The European Parliament has several committees dealing with legislative initiatives affecting the right to freedom of expression, particularly the Committee on Civil Liberties, Justice and Home Affairs (LIBE).
The European Fundamental Rights Agency (FRA) helps policymakers safeguard the rights, values and freedoms enshrined in the EU’s Charter of Fundamental Rights. The FRA collects and analyses law and data; provides independent, evidence-based support for and expertise on fundamental rights; works alongside EU institutions, Member States, national human rights institutions, equality bodies and other stakeholders, and helps policymakers understand how they can do more for EU citizens.
The Court of Justice of the European Union (CJEU) is an EU institution, and therefore not an international court. The CJEU interprets EU law to make sure it is applied in the same way in all EU countries, and settles legal disputes between national governments and EU institutions.

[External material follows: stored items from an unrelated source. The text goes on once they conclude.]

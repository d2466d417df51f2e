//! Optimistic partial updates.
//!
//! Update operations never touch the caller's entity. They return a
//! [`PendingUpdate`], which holds two views of the same change:
//!
//! - [`PendingUpdate::optimistic`]: a copy of the entity with the changed
//!   fields applied locally, available before any I/O
//! - [`PendingUpdate::confirm`]: the single PATCH call, resolving to the
//!   entity the panel answered with
//!
//! The panel's answer is authoritative. It may differ from the optimistic
//! copy when the panel normalizes or rejects part of a change.
//!
//! # Example
//!
//! ```rust,ignore
//! use pterodactyl_api::rest::resources::Location;
//!
//! let location = Location::find(&client, 3).await?.into_inner();
//!
//! let pending = location.set_long(&client, "Frankfurt am Main")?;
//! assert_eq!(pending.optimistic().long.as_deref(), Some("Frankfurt am Main"));
//!
//! let confirmed = pending.confirm().await?;
//! println!("Panel stored: {:?}", confirmed.long);
//! ```
//!
//! # Concurrency
//!
//! Nothing guards two pending updates prepared from clones of the same
//! entity. Each carries its own optimistic copy, and the panel applies the
//! PATCH calls in whatever order they arrive.

use serde::Serialize;
use serde_json::Value;

use crate::clients::RestClient;
use crate::rest::resource::single_response;
use crate::rest::{build_request, PanelResource, RequestBody, ResourceError, ResourceResponse};

/// A set of field changes for one update endpoint of an entity.
///
/// Implementors serialize only the fields that are set (remote names), and
/// apply the same fields to a local copy of the entity.
pub trait EntityChanges<T>: Serialize {
    /// Applies the changed fields to `entity`.
    fn apply_to(&self, entity: &mut T);
}

/// An update that has been computed but not yet sent.
#[derive(Debug)]
#[must_use = "a pending update does nothing until it is confirmed"]
pub struct PendingUpdate<'c, T> {
    client: &'c RestClient,
    path: String,
    body: RequestBody,
    optimistic: T,
}

impl<'c, T: PanelResource> PendingUpdate<'c, T> {
    /// Computes the request body and the optimistic copy for a change.
    ///
    /// `path` is the PATCH target relative to `/api`.
    ///
    /// # Errors
    ///
    /// Returns [`ResourceError::Serialization`] if the base or the changes
    /// cannot be serialized to JSON objects.
    pub fn prepare<B, C>(
        client: &'c RestClient,
        path: String,
        entity: &T,
        base: &B,
        changes: &C,
    ) -> Result<Self, ResourceError>
    where
        B: Serialize + ?Sized,
        C: EntityChanges<T>,
    {
        let body = build_request(base, changes)?;

        let mut optimistic = entity.clone();
        changes.apply_to(&mut optimistic);

        Ok(Self {
            client,
            path,
            body,
            optimistic,
        })
    }

    /// The entity as it will look if the panel accepts the change.
    pub const fn optimistic(&self) -> &T {
        &self.optimistic
    }

    /// The request body that [`confirm`](Self::confirm) will send.
    pub const fn body(&self) -> &RequestBody {
        &self.body
    }

    /// The PATCH target, relative to `/api`.
    pub fn path(&self) -> &str {
        &self.path
    }

    /// Discards the request and keeps the optimistic copy.
    pub fn into_optimistic(self) -> T {
        self.optimistic
    }

    /// Sends the update and hydrates the panel's answer.
    ///
    /// # Errors
    ///
    /// Returns [`ResourceError::NotFound`] if the entity no longer exists,
    /// [`ResourceError::ValidationFailed`] if the panel rejects the body, and
    /// the wrapped transport error for anything else.
    pub async fn confirm(self) -> Result<ResourceResponse<T>, ResourceError> {
        let id = self.optimistic.get_id().to_string();
        tracing::debug!(resource = T::NAME, %id, path = %self.path, "Confirming update");

        let response = self
            .client
            .patch(&self.path, Value::Object(self.body))
            .await
            .map_err(|e| ResourceError::from_rest_error(e, T::NAME, Some(&id)))?;

        single_response(response)
    }
}
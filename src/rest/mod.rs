//! Resource infrastructure for the panel API.
//!
//! This module turns raw panel responses into typed entities and typed
//! changes into request bodies:
//!
//! - **[`PanelResource`] trait**: A standardized interface for CRUD operations
//! - **[`ReadOnlyResource`] marker trait**: Resources that only support reads
//! - **[`ResourceResponse<T>`]**: A Deref-based wrapper carrying pagination
//! - **[`PaginationCursor`]**: Page metadata of list responses
//! - **[`build_request`]**: Base-plus-changes request bodies for PATCH calls
//! - **[`PendingUpdate<T>`]**: Optimistic copy plus a confirmable request
//! - **Path building**: Nested resource paths
//! - **[`ResourceError`]**: Semantic error types for resource operations
//!
//! Individual resources (User, Server, ...) live in [`resources`].
//!
//! # Example
//!
//! ```rust,ignore
//! use pterodactyl_api::clients::RestClient;
//! use pterodactyl_api::rest::PanelResource;
//! use pterodactyl_api::rest::resources::Server;
//!
//! let client = RestClient::new(&config);
//!
//! // List servers, page by page
//! let mut page = Server::all(&client, None).await?;
//! loop {
//!     for server in page.iter() {
//!         println!("- {}", server.name);
//!     }
//!     match page.next_page() {
//!         Some(next) => page = Server::all(&client, Some(next)).await?,
//!         None => break,
//!     }
//! }
//!
//! // Update with an optimistic copy
//! let server = Server::find(&client, 14).await?.into_inner();
//! let pending = server.set_memory(&client, 2048)?;
//! println!("Optimistic: {}", pending.optimistic().limits.memory);
//! let confirmed = pending.confirm().await?;
//! ```

mod errors;
mod pagination;
mod path;
mod request;
mod resource;
mod response;
mod tracking;

pub mod resources;

pub use errors::ResourceError;
pub use pagination::{resolve_page, PaginationCursor};
pub use path::{build_path, get_path, ResourceOperation, ResourcePath};
pub use request::{build_request, to_object, RequestBody};
pub use resource::{PanelResource, ReadOnlyResource};
pub(crate) use resource::page_query;
pub use response::ResourceResponse;
pub use tracking::{EntityChanges, PendingUpdate};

It can also, in certain circumstances, be used by individuals, companies or organisations to take action against an EU institution, if they feel it has somehow infringed their rights. When assessing a possible violation of citizens’ rights the CJEU will of course take into consideration the text of the European Charter. In any case, fundamental rights as guaranteed by the European Convention, and as they result from the constitutional traditions common to the Member States, also constitute general principles of the Union’s law and inform the decisions of the CJEU.